Farmer John has a problem: the dirt road from his farm to town has suffered in the recent rainstorms and now contains (1 <= N <= 10,000) mud pools. Farmer John has a collection of wooden planks of length L that he can use to bridge these mud pools. He can overlap planks and the ends do not need to be anchored on the ground. However, he must cover each pool completely. Given the mud pools, help FJ figure out the minimum number of planks he needs in order to completely cover all the mud pools.

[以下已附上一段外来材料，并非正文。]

// LXMesh service core
//
// The service-side half of the messenger: identity, persisted settings, and
// the announce scheduler that keeps this node discoverable on the mesh. The
// protocol stack and the UI both live elsewhere; this crate meets the stack at
// the `AnnounceTransport` seam and the UI at the settings repository.

pub mod announce;
pub mod identity;
pub mod service;
pub mod settings;
pub mod store;

pub use announce::{AnnounceTransport, AutoAnnounceManager, TransportError};
pub use identity::{IdentityKeys, IdentityManager, IdentityStore};
pub use service::{MessengerService, ServiceConfig, ServiceError, ServiceState};
pub use settings::{SettingsError, SettingsRepository, DEFAULT_ANNOUNCE_INTERVAL_HOURS};
pub use store::{MemoryStorage, SledStorage, StorageBackend};
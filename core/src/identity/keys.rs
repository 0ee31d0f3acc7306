// Cryptographic identity material

use anyhow::Result;
use ed25519_dalek::{Signature as Ed25519Signature, Signer, SigningKey, Verifier, VerifyingKey};
use sha2::{Digest, Sha256};
use x25519_dalek::{PublicKey as X25519PublicKey, StaticSecret};
use zeroize::{Zeroize, Zeroizing};

/// Length of a truncated destination hash in bytes
pub const DESTINATION_HASH_LEN: usize = 16;

const SIGNING_KEY_LEN: usize = 32;
const ENCRYPTION_KEY_LEN: usize = 32;

/// Node identity keys: ed25519 for signing announces, x25519 for the
/// encryption half of the dual keypair peers address messages to.
#[derive(Clone)]
pub struct IdentityKeys {
    pub signing_key: SigningKey,
    encryption_key: StaticSecret,
}

impl IdentityKeys {
    /// Generate a fresh identity
    pub fn generate() -> Self {
        use rand::RngCore;

        let mut signing_bytes = [0u8; SIGNING_KEY_LEN];
        rand::rngs::OsRng.fill_bytes(&mut signing_bytes);
        let signing_key = SigningKey::from_bytes(&signing_bytes);
        signing_bytes.zeroize();

        let mut encryption_bytes = [0u8; ENCRYPTION_KEY_LEN];
        rand::rngs::OsRng.fill_bytes(&mut encryption_bytes);
        let encryption_key = StaticSecret::from(encryption_bytes);
        encryption_bytes.zeroize();

        Self {
            signing_key,
            encryption_key,
        }
    }

    /// Public signing key as hex
    pub fn public_key_hex(&self) -> String {
        hex::encode(self.signing_key.verifying_key().to_bytes())
    }

    /// Public encryption key
    pub fn encryption_public_key(&self) -> X25519PublicKey {
        X25519PublicKey::from(&self.encryption_key)
    }

    /// Destination hash: truncated SHA-256 over both public keys.
    ///
    /// This is the address peers resolve an announce to, so it must be stable
    /// for the lifetime of the keys.
    pub fn destination_hash(&self) -> [u8; DESTINATION_HASH_LEN] {
        let mut hasher = Sha256::new();
        hasher.update(self.signing_key.verifying_key().to_bytes());
        hasher.update(self.encryption_public_key().to_bytes());
        let digest = hasher.finalize();

        let mut hash = [0u8; DESTINATION_HASH_LEN];
        hash.copy_from_slice(&digest[..DESTINATION_HASH_LEN]);
        hash
    }

    /// Destination hash as hex
    pub fn destination_hash_hex(&self) -> String {
        hex::encode(self.destination_hash())
    }

    /// Sign data with the identity's signing key
    pub fn sign(&self, data: &[u8]) -> Result<Vec<u8>> {
        let signature = self.signing_key.sign(data);
        Ok(signature.to_bytes().to_vec())
    }

    /// Verify a signature against a public signing key
    pub fn verify(data: &[u8], signature: &[u8], public_key: &[u8]) -> Result<bool> {
        let verifying_key = VerifyingKey::from_bytes(
            public_key
                .try_into()
                .map_err(|_| anyhow::anyhow!("Invalid public key"))?,
        )?;

        let sig = Ed25519Signature::from_bytes(
            signature
                .try_into()
                .map_err(|_| anyhow::anyhow!("Invalid signature"))?,
        );

        Ok(verifying_key.verify(data, &sig).is_ok())
    }

    /// Serialize both secret keys to bytes.
    /// Returns a `Zeroizing<Vec<u8>>` that wipes the material on drop.
    pub fn to_bytes(&self) -> Zeroizing<Vec<u8>> {
        let mut bytes = Vec::with_capacity(SIGNING_KEY_LEN + ENCRYPTION_KEY_LEN);
        bytes.extend_from_slice(&self.signing_key.to_bytes());
        bytes.extend_from_slice(&self.encryption_key.to_bytes());
        Zeroizing::new(bytes)
    }

    /// Deserialize keys from bytes
    pub fn from_bytes(bytes: &[u8]) -> Result<Self> {
        if bytes.len() != SIGNING_KEY_LEN + ENCRYPTION_KEY_LEN {
            return Err(anyhow::anyhow!("Invalid key bytes"));
        }

        let signing_bytes: [u8; SIGNING_KEY_LEN] = bytes[..SIGNING_KEY_LEN]
            .try_into()
            .map_err(|_| anyhow::anyhow!("Invalid signing key bytes"))?;
        let encryption_bytes: [u8; ENCRYPTION_KEY_LEN] = bytes[SIGNING_KEY_LEN..]
            .try_into()
            .map_err(|_| anyhow::anyhow!("Invalid encryption key bytes"))?;

        Ok(Self {
            signing_key: SigningKey::from_bytes(&signing_bytes),
            encryption_key: StaticSecret::from(encryption_bytes),
        })
    }
}

#[cfg(test)]
mod tests {
    use super::*;

    #[test]
    fn test_key_generation() {
        let keys = IdentityKeys::generate();

        assert_eq!(keys.public_key_hex().len(), 64); // 32 bytes = 64 hex chars
        assert_eq!(keys.destination_hash_hex().len(), DESTINATION_HASH_LEN * 2);
    }

    #[test]
    fn test_signing() {
        let keys = IdentityKeys::generate();
        let data = b"announce payload";

        let signature = keys.sign(data).unwrap();
        assert_eq!(signature.len(), 64); // Ed25519 signature = 64 bytes
    }

    #[test]
    fn test_verification() {
        let keys = IdentityKeys::generate();
        let data = b"announce payload";

        let signature = keys.sign(data).unwrap();
        let public_key = keys.signing_key.verifying_key().to_bytes();

        let valid = IdentityKeys::verify(data, &signature, &public_key).unwrap();
        assert!(valid);

        let invalid = IdentityKeys::verify(b"wrong data", &signature, &public_key).unwrap();
        assert!(!invalid);
    }

    #[test]
    fn test_destination_hash_stable() {
        let keys = IdentityKeys::generate();
        assert_eq!(keys.destination_hash(), keys.destination_hash());

        let other = IdentityKeys::generate();
        assert_ne!(keys.destination_hash(), other.destination_hash());
    }

    #[test]
    fn test_serialization() {
        let keys = IdentityKeys::generate();
        let bytes = keys.to_bytes();

        let restored = IdentityKeys::from_bytes(&bytes).unwrap();

        assert_eq!(keys.public_key_hex(), restored.public_key_hex());
        assert_eq!(keys.destination_hash(), restored.destination_hash());
    }

    #[test]
    fn test_from_bytes_rejects_bad_length() {
        assert!(IdentityKeys::from_bytes(&[0u8; 32]).is_err());
        assert!(IdentityKeys::from_bytes(&[0u8; 65]).is_err());
    }
}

    牧场里下了一场暴雨,泥泞道路上出现了许多水坑,约翰想用一批长度为L的木板将这些水坑盖住.    牧场里的道路可以看成一根数轴,每个水坑可以用数轴上的两个坐标表示,如(3,6)表示从3到6有一个长度为3的水坑.所有的水坑都是不重叠的,(3,6)和(6,9)可以出现在同一个输入数据中,因为它们是两个连续的水坑,但不重叠.
    请你帮助约翰计算最少要用多少块木板才能将所有水坑盖住

Input

* Line 1: Two space-separated integers: N and L * Lines 2..N+1: Line i+1 contains two space-separated integers: s_i and e_i (0 <= s_i < e_i <= 1,000,000,000) that specify the start and end points of a mud pool along the road. The mud pools will not overlap. These numbers specify points, so a mud pool from 35 to 39 can be covered by a single board of length 4. Mud pools at (3,6) and (6,9) are not considered to overlap.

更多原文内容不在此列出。